Task directions:
Could you copy every line from the material below in which "RoomStatusChanged" appears?

====================

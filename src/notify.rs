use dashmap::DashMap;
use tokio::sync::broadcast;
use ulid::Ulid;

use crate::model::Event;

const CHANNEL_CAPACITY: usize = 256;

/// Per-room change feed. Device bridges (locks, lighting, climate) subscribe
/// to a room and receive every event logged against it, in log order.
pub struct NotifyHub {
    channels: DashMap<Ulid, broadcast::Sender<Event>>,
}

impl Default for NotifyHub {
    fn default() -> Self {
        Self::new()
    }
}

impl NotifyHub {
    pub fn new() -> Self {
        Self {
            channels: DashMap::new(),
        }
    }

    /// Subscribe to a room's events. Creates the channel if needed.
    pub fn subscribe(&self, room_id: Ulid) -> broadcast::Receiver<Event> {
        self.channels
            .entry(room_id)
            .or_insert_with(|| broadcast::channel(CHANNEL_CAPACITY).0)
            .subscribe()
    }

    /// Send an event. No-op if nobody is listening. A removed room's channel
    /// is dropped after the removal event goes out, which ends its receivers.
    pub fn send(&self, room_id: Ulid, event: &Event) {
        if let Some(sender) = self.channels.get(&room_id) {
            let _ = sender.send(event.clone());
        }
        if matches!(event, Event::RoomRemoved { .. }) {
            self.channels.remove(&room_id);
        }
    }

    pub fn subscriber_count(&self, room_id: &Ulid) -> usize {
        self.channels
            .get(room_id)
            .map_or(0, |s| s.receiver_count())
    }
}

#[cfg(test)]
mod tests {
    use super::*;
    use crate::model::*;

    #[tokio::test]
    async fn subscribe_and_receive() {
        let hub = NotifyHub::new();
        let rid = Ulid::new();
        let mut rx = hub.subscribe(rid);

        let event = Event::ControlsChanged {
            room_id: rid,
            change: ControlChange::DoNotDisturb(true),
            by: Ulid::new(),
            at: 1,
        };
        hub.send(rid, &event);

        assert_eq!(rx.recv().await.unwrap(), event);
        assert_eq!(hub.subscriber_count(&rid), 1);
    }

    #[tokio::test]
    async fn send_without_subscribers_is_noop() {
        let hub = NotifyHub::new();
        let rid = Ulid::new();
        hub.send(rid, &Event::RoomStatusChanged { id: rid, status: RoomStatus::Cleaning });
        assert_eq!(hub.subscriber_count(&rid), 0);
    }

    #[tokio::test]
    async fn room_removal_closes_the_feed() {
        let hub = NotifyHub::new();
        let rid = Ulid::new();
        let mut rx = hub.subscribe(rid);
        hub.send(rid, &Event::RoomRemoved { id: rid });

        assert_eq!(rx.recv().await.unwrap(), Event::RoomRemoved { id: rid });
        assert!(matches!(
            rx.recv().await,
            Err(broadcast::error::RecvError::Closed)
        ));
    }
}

====================

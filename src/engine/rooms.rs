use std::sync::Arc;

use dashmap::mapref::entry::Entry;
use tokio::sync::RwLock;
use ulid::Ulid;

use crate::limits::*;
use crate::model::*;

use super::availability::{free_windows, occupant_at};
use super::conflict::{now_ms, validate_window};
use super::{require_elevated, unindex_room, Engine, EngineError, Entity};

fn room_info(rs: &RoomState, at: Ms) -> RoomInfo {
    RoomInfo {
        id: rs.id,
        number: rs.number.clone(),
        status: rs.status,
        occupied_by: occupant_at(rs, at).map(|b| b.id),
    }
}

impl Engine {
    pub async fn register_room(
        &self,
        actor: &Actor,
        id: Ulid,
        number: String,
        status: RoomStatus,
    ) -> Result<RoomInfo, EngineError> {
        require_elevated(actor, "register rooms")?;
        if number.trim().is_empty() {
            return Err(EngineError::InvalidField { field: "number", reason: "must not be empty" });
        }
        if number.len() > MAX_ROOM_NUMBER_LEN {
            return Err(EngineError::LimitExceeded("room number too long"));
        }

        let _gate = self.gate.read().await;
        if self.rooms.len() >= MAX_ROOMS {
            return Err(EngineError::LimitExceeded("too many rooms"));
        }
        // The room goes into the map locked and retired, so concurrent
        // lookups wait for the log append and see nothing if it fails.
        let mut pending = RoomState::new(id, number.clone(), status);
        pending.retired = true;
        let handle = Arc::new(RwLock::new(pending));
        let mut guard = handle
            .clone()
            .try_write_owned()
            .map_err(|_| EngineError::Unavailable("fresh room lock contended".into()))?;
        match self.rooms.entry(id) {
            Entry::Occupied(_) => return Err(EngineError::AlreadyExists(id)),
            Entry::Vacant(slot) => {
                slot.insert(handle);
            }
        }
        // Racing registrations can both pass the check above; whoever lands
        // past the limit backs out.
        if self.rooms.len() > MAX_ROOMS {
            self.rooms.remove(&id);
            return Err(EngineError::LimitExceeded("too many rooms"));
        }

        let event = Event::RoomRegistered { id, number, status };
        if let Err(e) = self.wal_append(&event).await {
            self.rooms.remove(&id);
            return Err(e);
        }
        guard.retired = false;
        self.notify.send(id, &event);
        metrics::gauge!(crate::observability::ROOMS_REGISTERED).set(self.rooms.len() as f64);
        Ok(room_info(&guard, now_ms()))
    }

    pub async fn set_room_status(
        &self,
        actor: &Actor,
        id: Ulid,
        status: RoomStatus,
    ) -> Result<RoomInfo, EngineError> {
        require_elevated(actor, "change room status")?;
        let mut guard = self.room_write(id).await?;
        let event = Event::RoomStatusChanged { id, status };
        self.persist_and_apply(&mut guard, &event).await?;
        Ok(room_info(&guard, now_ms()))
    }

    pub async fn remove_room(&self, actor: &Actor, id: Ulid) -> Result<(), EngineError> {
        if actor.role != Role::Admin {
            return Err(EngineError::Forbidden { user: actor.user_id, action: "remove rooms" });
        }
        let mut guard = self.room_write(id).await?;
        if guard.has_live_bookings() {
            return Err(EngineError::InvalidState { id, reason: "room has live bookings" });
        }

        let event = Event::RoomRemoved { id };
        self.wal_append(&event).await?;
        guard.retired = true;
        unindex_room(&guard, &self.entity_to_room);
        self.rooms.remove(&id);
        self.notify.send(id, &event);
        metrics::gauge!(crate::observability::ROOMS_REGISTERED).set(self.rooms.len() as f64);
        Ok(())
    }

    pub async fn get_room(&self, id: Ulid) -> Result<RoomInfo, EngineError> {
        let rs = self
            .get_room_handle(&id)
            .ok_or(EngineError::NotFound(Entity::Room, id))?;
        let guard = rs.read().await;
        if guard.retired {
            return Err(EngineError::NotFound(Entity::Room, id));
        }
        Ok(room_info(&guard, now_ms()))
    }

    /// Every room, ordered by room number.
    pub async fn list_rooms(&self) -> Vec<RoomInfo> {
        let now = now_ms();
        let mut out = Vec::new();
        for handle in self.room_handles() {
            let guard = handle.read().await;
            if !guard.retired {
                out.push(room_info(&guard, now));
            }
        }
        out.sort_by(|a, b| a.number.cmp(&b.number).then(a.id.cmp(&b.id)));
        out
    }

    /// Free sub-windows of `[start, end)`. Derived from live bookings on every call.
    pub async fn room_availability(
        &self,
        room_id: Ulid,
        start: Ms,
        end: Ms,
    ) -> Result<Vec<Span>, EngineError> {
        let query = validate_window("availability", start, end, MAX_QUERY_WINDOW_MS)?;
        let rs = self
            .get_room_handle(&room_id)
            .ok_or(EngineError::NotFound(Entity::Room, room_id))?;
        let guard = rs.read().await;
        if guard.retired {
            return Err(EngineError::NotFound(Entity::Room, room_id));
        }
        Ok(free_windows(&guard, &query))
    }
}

====================

Response to the exercise:
        hub.send(rid, &Event::RoomStatusChanged { id: rid, status: RoomStatus::Cleaning });
        let event = Event::RoomStatusChanged { id, status };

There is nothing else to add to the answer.